Go through the data and copy every line in which "name" appears.

+++ DATA TO PROCESS +++

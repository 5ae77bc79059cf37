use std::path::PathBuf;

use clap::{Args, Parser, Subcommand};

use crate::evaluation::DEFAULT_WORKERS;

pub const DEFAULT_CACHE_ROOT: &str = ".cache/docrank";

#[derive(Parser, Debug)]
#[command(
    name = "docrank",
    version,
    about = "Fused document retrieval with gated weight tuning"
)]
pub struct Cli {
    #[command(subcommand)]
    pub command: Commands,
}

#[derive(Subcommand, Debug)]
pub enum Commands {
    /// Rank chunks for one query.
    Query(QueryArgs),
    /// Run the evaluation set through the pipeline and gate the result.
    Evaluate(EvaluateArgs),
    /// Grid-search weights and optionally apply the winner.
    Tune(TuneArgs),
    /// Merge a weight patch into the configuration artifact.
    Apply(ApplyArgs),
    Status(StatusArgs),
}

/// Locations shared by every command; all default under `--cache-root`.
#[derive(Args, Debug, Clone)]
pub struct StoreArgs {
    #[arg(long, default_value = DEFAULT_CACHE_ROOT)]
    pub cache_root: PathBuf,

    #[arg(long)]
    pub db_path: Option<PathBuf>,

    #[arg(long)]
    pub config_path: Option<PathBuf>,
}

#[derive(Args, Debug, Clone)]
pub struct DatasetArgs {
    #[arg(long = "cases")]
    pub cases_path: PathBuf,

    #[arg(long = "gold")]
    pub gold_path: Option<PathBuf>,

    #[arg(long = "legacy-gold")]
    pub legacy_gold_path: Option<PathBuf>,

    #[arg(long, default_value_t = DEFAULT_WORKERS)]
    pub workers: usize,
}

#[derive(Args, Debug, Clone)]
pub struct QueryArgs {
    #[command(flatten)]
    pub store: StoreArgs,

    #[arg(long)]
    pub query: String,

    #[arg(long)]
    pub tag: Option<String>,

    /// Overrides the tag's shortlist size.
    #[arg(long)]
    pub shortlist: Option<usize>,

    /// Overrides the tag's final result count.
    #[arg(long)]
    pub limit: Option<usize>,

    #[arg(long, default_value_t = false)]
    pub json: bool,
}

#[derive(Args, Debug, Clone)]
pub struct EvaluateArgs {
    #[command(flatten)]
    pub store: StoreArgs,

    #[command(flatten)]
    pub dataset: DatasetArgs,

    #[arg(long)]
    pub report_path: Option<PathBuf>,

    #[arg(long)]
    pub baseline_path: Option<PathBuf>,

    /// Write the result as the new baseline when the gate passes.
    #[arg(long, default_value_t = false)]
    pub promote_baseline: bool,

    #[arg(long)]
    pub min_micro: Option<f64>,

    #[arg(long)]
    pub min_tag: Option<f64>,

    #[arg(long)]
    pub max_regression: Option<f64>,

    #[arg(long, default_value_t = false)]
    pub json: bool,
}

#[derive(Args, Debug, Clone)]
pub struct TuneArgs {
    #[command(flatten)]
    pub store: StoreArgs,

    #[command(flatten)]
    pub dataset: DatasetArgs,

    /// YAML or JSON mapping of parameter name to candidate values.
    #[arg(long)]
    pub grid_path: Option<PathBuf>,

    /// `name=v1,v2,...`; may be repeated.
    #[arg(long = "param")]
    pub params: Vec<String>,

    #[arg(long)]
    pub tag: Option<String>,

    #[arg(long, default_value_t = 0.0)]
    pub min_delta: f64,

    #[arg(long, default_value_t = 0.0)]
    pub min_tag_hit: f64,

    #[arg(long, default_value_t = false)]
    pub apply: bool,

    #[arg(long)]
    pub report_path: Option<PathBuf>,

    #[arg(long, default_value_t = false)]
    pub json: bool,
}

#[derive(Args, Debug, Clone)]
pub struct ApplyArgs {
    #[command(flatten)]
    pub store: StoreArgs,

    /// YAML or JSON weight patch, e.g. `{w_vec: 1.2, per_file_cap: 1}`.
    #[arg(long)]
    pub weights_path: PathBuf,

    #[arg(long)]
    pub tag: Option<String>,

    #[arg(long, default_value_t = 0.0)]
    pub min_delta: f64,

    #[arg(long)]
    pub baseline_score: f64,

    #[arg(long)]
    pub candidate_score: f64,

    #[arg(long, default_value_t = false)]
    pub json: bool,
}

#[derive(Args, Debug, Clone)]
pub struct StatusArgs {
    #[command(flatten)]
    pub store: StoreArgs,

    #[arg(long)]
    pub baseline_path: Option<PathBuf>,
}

+++

*REPLY:*
    name = "docrank",
    /// YAML or JSON mapping of parameter name to candidate values.
    /// `name=v1,v2,...`; may be repeated.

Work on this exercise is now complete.